None of the Company or the ABS Subsidiaries has received written notice of any
other claim, demand or Action by any individual or entity alleging any actual or
threatened injury or damage to any person, property, natural resource or the
environment arising from or relating to any Release or threatened Release of any
Hazardous Substances at, on, under, in, to or from any Facilities or former
Facilities, or in connection with any operations or activities of the Company or
any ABS Subsidiary.

                                       19

 
          (c)  Environmental Conditions. There are no present or past 
               ------------------------
Environmental Conditions.

          (d)  Environmental Audits or Assessments. True, complete and correct
               -----------------------------------                            
copies of the written reports, and all parts thereof, including any drafts of
such reports that are in the possession or control of the Company or any ABS
Subsidiary, of all environmental audits or assessments which have been conducted
at any Facility or former Facility within the past five years, either by the
Company or any attorney, environmental consultant or engineer engaged for such
purpose, have been delivered to HDA or its representatives and a list of all
such reports, audits and assessments and any other similar report, audit or
assessment of which the Company has knowledge is included in Schedule 3.20
hereto.

          (e)  Indemnification Agreements. None of the Company or the ABS
               --------------------------
Subsidiaries is a party, whether as a direct signatory or as successor, assign
or third party beneficiary, or otherwise bound, to any lease or other contract
(excluding insurance policies disclosed on Schedule 3.20) under which the
Company or any ABS Subsidiary is obligated by or entitled to the benefits of
directly or indirectly, any representation, warranty, indemnification, covenant,
restriction or other undertaking concerning Environmental Conditions.

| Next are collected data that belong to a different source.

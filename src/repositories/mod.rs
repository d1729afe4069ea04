pub mod dimension_repository;
pub mod fact_repository;

// Re-export all repositories for convenient access
pub use dimension_repository::DimensionRepository;
pub use fact_repository::FactRepository;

          (f)  Releases or Waivers. None of the Company or the ABS Subsidiaries
               -------------------                                             
has released any other person from any claim under any Environmental Law or
waived any rights concerning any Environmental Condition.

          (g)  Notices, Warnings and Records. Each of the Company and the ABS
               -----------------------------                                 
Subsidiaries has given all notices and warnings, made all reports, and has kept
and maintained all records required by and in compliance with all Environmental
Laws.

          (h)  Compliance. None of the Company or the ABS Subsidiaries has ever
               ----------
violated and is presently in compliance with all Environmental Laws.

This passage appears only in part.